__RECORDED INFORMATION__.
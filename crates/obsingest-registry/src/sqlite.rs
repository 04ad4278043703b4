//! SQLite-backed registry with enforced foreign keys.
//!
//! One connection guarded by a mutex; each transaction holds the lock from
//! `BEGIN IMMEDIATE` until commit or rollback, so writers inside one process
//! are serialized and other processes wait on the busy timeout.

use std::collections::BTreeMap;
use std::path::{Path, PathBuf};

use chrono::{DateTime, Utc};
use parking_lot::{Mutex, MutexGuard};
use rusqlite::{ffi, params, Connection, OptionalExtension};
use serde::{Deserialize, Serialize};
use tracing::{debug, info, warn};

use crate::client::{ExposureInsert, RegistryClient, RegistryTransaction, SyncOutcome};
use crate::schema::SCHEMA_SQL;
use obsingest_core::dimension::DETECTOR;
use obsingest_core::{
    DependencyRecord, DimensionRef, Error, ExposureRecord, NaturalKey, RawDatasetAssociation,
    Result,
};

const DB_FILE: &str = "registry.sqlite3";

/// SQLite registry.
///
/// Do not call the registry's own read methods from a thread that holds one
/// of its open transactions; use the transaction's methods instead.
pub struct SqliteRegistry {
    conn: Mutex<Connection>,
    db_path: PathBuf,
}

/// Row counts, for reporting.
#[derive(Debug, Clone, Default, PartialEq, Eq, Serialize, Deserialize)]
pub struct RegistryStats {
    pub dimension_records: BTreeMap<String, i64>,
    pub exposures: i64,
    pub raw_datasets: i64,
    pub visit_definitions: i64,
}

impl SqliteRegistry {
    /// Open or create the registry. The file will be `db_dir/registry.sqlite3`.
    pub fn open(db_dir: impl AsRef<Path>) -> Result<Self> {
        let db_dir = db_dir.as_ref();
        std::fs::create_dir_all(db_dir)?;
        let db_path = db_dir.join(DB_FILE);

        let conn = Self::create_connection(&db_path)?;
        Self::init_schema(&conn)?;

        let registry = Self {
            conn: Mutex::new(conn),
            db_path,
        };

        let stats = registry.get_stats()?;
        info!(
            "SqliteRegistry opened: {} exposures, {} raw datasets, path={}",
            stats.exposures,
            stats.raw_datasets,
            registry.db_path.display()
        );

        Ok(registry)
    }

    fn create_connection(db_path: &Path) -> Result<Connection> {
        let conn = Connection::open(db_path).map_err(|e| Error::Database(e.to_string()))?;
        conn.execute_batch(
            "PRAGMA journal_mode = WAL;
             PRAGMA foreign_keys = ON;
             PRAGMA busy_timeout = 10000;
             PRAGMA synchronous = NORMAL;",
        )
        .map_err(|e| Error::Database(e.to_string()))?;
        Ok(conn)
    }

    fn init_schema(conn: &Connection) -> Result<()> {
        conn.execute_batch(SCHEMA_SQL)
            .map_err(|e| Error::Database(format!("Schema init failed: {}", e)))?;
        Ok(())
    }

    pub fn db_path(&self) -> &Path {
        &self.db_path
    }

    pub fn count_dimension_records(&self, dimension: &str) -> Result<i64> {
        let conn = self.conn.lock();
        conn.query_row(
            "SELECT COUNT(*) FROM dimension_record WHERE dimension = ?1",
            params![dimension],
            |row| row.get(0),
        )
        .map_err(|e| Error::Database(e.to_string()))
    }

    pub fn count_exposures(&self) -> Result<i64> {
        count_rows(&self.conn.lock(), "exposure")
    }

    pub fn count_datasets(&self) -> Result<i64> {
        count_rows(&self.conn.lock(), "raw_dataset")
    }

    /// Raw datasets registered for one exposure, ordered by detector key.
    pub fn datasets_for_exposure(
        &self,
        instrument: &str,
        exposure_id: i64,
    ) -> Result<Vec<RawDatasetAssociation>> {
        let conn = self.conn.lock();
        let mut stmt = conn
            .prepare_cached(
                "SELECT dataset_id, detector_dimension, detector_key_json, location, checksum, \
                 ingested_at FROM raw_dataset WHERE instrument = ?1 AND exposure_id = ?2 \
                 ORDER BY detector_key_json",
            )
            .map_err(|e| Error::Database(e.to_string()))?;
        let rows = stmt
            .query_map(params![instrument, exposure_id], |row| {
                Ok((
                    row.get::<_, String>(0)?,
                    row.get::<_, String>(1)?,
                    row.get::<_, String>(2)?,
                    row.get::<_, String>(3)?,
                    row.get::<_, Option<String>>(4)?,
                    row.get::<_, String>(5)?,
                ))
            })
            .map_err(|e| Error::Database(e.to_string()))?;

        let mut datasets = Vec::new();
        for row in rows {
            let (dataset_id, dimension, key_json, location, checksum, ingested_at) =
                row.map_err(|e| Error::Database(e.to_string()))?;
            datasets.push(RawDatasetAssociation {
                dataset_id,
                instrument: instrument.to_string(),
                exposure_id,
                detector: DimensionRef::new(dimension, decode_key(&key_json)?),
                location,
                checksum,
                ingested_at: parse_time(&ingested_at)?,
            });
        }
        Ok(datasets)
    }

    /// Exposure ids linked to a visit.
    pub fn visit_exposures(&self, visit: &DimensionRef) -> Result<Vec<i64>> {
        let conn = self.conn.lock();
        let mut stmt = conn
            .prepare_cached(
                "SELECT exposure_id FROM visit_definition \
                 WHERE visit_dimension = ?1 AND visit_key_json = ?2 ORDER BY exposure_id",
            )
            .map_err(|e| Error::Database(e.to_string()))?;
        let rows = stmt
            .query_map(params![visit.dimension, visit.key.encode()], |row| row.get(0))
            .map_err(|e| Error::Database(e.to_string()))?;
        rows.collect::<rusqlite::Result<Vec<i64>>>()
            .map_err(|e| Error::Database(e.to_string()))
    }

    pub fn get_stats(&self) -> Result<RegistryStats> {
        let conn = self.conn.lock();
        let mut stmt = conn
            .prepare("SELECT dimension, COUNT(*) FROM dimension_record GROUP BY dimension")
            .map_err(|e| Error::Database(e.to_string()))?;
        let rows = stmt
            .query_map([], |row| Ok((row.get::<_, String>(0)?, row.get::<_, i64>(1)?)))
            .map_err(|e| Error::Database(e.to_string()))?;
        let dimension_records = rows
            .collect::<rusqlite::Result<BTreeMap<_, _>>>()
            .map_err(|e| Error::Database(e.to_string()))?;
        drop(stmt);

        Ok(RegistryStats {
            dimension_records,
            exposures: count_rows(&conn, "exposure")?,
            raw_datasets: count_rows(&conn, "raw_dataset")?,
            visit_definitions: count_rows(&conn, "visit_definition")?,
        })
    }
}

__EXERCISE GOAL__. Only the lines above from the one with "Self::init_schema(&conn)?;" through the one with "fn create_connection(db_path: &Path)" should be duplicated, character for character.

__RESPONSE__.
        Self::init_schema(&conn)?;

        let registry = Self {
            conn: Mutex::new(conn),
            db_path,
        };

        let stats = registry.get_stats()?;
        info!(
            "SqliteRegistry opened: {} exposures, {} raw datasets, path={}",
            stats.exposures,
            stats.raw_datasets,
            registry.db_path.display()
        );

        Ok(registry)
    }

    fn create_connection(db_path: &Path) -> Result<Connection> {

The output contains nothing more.